Even more alarmingly, the attacks continued on Monday night, reportedly raising the casualty figures as the perpetrators made an absolute mockery of Kenyan security forces. Worse still, the fact the massive assaults were aimed at non-tourist targets was sufficient proof that terrorism directed at Kenya by groups such as Al-Shabaab is not selective, and that its targets could be extremely unpredictable. Slowly, the message was becoming clear to all that a country without guaranteed security could not expect to have a robust and thriving tourism sector, travel advisories or no travel advisories.
Ultimately, the jitters that have rocked the Kenyan tourism sector so far are clear indications that its entire dynamics needs to be urgently reviewed. Evidently, the industry urgently needs to resort to the time-tested strengths, weaknesses, opportunities and threats (SWOT) approach to challenges, while also analysing the major dynamics within the tourism sector itself and within the broader political, economic and business environment.

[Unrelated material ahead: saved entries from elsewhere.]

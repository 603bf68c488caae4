use serde::{Deserialize, Serialize};

use crate::{errors::ModelError, record::{self, Record}};

pub const NAME_MIN_CHARS: usize = 3;
pub const NAME_MAX_CHARS: usize = 50;
pub const MIN_AGE: i32 = 18;
pub const MAX_AGE: i32 = 58;

#[derive(Clone, Debug, PartialEq, Eq, Serialize, Deserialize)]
pub struct Employee {
    pub id: i64,
    pub name: String,
    pub age: i32,
    pub department: String,
}

impl Record for Employee {
    type Id = i64;

    const KIND: &'static str = "employee";

    fn id(&self) -> &i64 {
        &self.id
    }

    fn validate(&self) -> Result<(), ModelError> {
        if self.id <= 0 {
            return Err(ModelError::invalid_field("id", "must be greater than 0"));
        }
        let chars = self.name.chars().count();
        if !(NAME_MIN_CHARS..=NAME_MAX_CHARS).contains(&chars) {
            return Err(ModelError::Validation(format!(
                "name must be between {NAME_MIN_CHARS} and {NAME_MAX_CHARS} characters"
            )));
        }
        if !(MIN_AGE..=MAX_AGE).contains(&self.age) {
            return Err(ModelError::Validation(format!("age must be between {MIN_AGE} and {MAX_AGE}")));
        }
        record::require_text("department", &self.department)?;
        Ok(())
    }
}

#[cfg(test)]
mod tests {
    use super::*;

    fn employee(age: i32) -> Employee {
        Employee { id: 1, name: "John Doe".into(), age, department: "dept1".into() }
    }

    #[test]
    fn age_bounds_are_inclusive() {
        assert!(employee(17).validate().is_err());
        assert!(employee(18).validate().is_ok());
        assert!(employee(58).validate().is_ok());
        assert!(employee(59).validate().is_err());
    }

    #[test]
    fn name_length_counted_in_characters() {
        let mut e = employee(30);
        e.name = "Jo".into();
        assert!(e.validate().is_err());
        e.name = "Zoë".into();
        assert!(e.validate().is_ok());
        e.name = "x".repeat(51);
        assert!(e.validate().is_err());
    }

    #[test]
    fn id_must_be_positive() {
        let mut e = employee(30);
        e.id = 0;
        assert!(matches!(e.validate(), Err(ModelError::Validation(_))));
    }
}
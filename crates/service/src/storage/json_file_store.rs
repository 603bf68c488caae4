use std::path::PathBuf;

use async_trait::async_trait;
use models::record::{KeyedRecord, Record};

use super::{json_map_store::JsonMapStore, settle, Mutation, ResourceStore};
use crate::errors::ServiceError;

/// Records persisted in a JSON object keyed by id; each value holds the
/// remaining fields. State survives restarts.
pub struct JsonFileStore<R: KeyedRecord> {
    map: JsonMapStore<R::Id, R::Body>,
}

impl<R: KeyedRecord> JsonFileStore<R> {
    pub async fn open<P: Into<PathBuf>>(path: P) -> Result<Self, ServiceError> {
        let map = JsonMapStore::new(path).await?;
        Ok(Self { map })
    }
}

#[async_trait]
impl<R: KeyedRecord> ResourceStore<R> for JsonFileStore<R> {
    async fn list(&self) -> Result<Vec<R>, ServiceError> {
        Ok(self
            .map
            .list()
            .await
            .into_iter()
            .map(|(id, body)| R::from_entry(id, body))
            .collect())
    }

    async fn get(&self, id: &R::Id) -> Result<R, ServiceError> {
        self.map
            .get(id)
            .await
            .map(|body| R::from_entry(id.clone(), body))
            .ok_or_else(|| ServiceError::not_found(R::KIND, id))
    }

    async fn create(&self, record: R) -> Result<R, ServiceError> {
        record.validate()?;
        let (id, body) = record.clone().into_entry();
        self.map
            .update_map(move |entries| {
                if entries.iter().any(|(k, _)| *k == id) {
                    return Err(ServiceError::already_exists(R::KIND, &id));
                }
                entries.push((id, body));
                Ok(())
            })
            .await?;
        Ok(record)
    }

    async fn update(&self, id: &R::Id, mutate: Mutation<R>) -> Result<R, ServiceError> {
        let id = id.clone();
        self.map
            .update_map(move |entries| {
                let slot = entries
                    .iter_mut()
                    .find(|(k, _)| *k == id)
                    .ok_or_else(|| ServiceError::not_found(R::KIND, &id))?;
                let current = R::from_entry(id.clone(), slot.1.clone());
                let next = settle(&id, mutate(current)?)?;
                let (_, body) = next.clone().into_entry();
                slot.1 = body;
                Ok(next)
            })
            .await
    }

    async fn delete(&self, id: &R::Id) -> Result<R, ServiceError> {
        let id = id.clone();
        self.map
            .update_map(move |entries| {
                let index = entries
                    .iter()
                    .position(|(k, _)| *k == id)
                    .ok_or_else(|| ServiceError::not_found(R::KIND, &id))?;
                let (key, body) = entries.remove(index);
                Ok(R::from_entry(key, body))
            })
            .await
    }
}
//! One service per record variant, each wrapping a [`crate::storage::ResourceStore`].

pub mod employees;
pub mod patients;
pub mod products;

pub use employees::EmployeeService;
pub use patients::PatientService;
pub use products::ProductService;
use thiserror::Error;

#[derive(Debug, Error, PartialEq)]
pub enum ModelError {
    #[error("validation error: {0}")]
    Validation(String),
    #[error("invalid argument: {0}")]
    InvalidArgument(String),
}

impl ModelError {
    pub fn invalid_field(field: &str, reason: &str) -> Self {
        Self::Validation(format!("{field} {reason}"))
    }
}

Questions should be asked, for instance, as to why there has been over-dependence on Western source markets like the UK, the US, Italy and Germany. Given the volatility of the tourism sector and its evidently very fickle nature, there is clearly a case to be made for the urgent diversification of its markets and a reassessment of its real potential, still largely untapped.
As for marketing, Kenyan tourism would no doubt benefit from harder work by its stakeholders, including the reining in of independent strategists to undertake assessments and forecasts for the sector, with special focus on all the major industry, economic and demographic indicators. As already pointed out by professionals, such an undertaking would involve painstaking analysis of such relevant factors as tourist expenditure, government expenditure on tourism and passenger arrivals and departures. Also to be looked into should be areas such as mode of transport, reason for travel, origins and destinations of tourists and the status of the local accommodation market.
Instead of over-dependence on clearly unreliable so-called western core markets, Kenyan and other Third World tourism strategists would do well to focus on such other areas as alternative market opportunities and the scope for new investment or sales growth via their own proprietary markets. As matters stand, queries remain as to who are the real beneficiaries of the sector.
Clearly, urgent amends are called for, particularly given the continuing withdrawal of western tourists from Kenya.